RegTech: Jo Ann Barefoot, former Deputy Comptroller of the Currency and current member of the Milken Institute's FinTech Advisory Committee, and David Ehrich, co-founder of FinTech credit card startup Petal, announced the launch of The Alliance for Innovative Regulation (AIR). "AIR is building on efforts in the UK—including tech sprints—to advance a more reliable, secure, and transparent financial system. AIR has already raised $2 million in funding from leading fintech entrepreneurs and venture capitalists, including a 3-year seed grant from Flourish, a venture of The Omidyar Group," according to the AIR website.

 Global Developments

Australia: In mid-October, the House of Representatives passed amendments to the Corporations Act 2001 and the National Consumer Credit Protection Act 2009 that would expand the Australian Securities and Investments Commission's (ASIC) regulatory sandbox. According to the law firm of Logie-Smith Lanyon, the expanded sandbox will extend the maximum exemption period for Australian financial services license and Australian credit license from 12 months to 24 months; expand the range of financial products allowed (financial advice in relations to superannuation, life insurance and domestic and international securities, issuing and facilitating consumer credit, issuing non-cash payment products, and providing a crowdfunding service; and raise the individual product exposure limit for exempt general insurance products from $50,000 to $85,000. If you recall, we documented how InsurTech Australia was frustrated back in late 2017 with the fact that ASIC’s sandbox had essentially locked out players in the insurance sector from participation. 

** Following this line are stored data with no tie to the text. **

//! Core types and trait definitions for the call handling store.
//!
//! This crate is deliberately free of HTTP and database dependencies.
//! It defines the three persisted records, the error taxonomy every store
//! operation normalizes to, the request [`Context`](context::Context) that
//! carries deadlines and borrowed transactions, and the capability traits
//! storage backends implement.

pub mod call;
pub mod callhandling;
pub mod context;
pub mod error;
pub mod event;
pub mod store;

pub use error::{Error, ErrorKind, Result};
//! Encoding and decoding helpers between domain records and the plain
//! representations stored in SQLite columns.
//!
//! UUIDs are stored as hyphenated lowercase strings, timestamps the store
//! assigns itself (`deleted_at`) as RFC 3339 strings, event types as their
//! label.

use std::str::FromStr as _;

use callhandling_core::{
  call::Call,
  callhandling::Callhandling,
  event::{Event, EventType},
};
use chrono::{DateTime, Utc};
use uuid::Uuid;

use crate::{Error, Result};

// ─── Uuid ─────────────────────────────────────────────────────────────────────

pub fn encode_uuid(id: Uuid) -> String { id.hyphenated().to_string() }

pub fn decode_uuid(s: &str) -> Result<Uuid> { Ok(Uuid::parse_str(s)?) }

// ─── DateTime<Utc> ───────────────────────────────────────────────────────────

pub fn encode_dt(dt: DateTime<Utc>) -> String { dt.to_rfc3339() }

// ─── EventType ───────────────────────────────────────────────────────────────

pub fn decode_event_type(s: &str) -> Result<EventType> {
  EventType::from_str(s).map_err(|_| Error::EventType(s.to_owned()))
}

// ─── Row types ───────────────────────────────────────────────────────────────

/// Every `calls` column maps onto a primitive, so no raw form is needed.
pub fn read_call(row: &rusqlite::Row<'_>) -> rusqlite::Result<Call> {
  Ok(Call {
    call_id:         row.get(0)?,
    sid:             row.get(1)?,
    conversation_id: row.get(2)?,
    ani:             row.get(3)?,
    dnis:            row.get(4)?,
    status:          row.get(5)?,
  })
}

/// Raw strings read directly from a `callhandlings` row.
pub struct RawCallhandling {
  pub id:   String,
  pub name: String,
}

impl RawCallhandling {
  pub fn from_row(row: &rusqlite::Row<'_>) -> rusqlite::Result<Self> {
    Ok(Self { id: row.get(0)?, name: row.get(1)? })
  }

  pub fn into_callhandling(self) -> Result<Callhandling> {
    Ok(Callhandling { id: decode_uuid(&self.id)?, name: self.name })
  }
}

/// Raw values read directly from an `events` row.
pub struct RawEvent {
  pub call_id:     i64,
  pub event_type:  String,
  pub identity_id: i64,
  pub timestamp:   i64,
  pub meta:        String,
}

impl RawEvent {
  pub fn from_row(row: &rusqlite::Row<'_>) -> rusqlite::Result<Self> {
    Ok(Self {
      call_id:     row.get(0)?,
      event_type:  row.get(1)?,
      identity_id: row.get(2)?,
      timestamp:   row.get(3)?,
      meta:        row.get(4)?,
    })
  }

  pub fn into_event(self) -> Result<Event> {
    Ok(Event {
      call_id:     self.call_id,
      event_type:  decode_event_type(&self.event_type)?,
      identity_id: self.identity_id,
      timestamp:   self.timestamp,
      meta:        self.meta,
    })
  }
}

Meanwhile, the Australian Competition & Consumer Commission initiated legal proceedings against Google for allegedly engaging in "misleading conduct" and making "false or misleading representations to consumers about the personal location data Google collects, keeps, and uses." The focus of the case revolves around two Google Account settings: Location History and Web & App Activity. Among the allegations, "the ACCC alleges that when consumers set up a Google Account on their Android phone or tablet, consumers would have incorrectly believed, based on Google’s conduct, that ‘Location History’ was the only Google Account setting that affected whether Google collected, kept or used data about their location."

Lastly, the Australian government's efforts to introduce a biometrics system to authenticate users of government services has hit another setback as the Joint Committee on Intelligence and Security "declined to recommend the passage of Australia's pair of Biometric Bills, with a bipartisan agreement being reached that the privacy safeguards are not sufficient in their current form,” according to ZDNet. While the report agrees with the objectives of both bills, the chair of the Intelligence and Security Committee, Andrew Hastie, said he supports "concerns from submitters that protections for individual's rights should be more explicitly incorporated."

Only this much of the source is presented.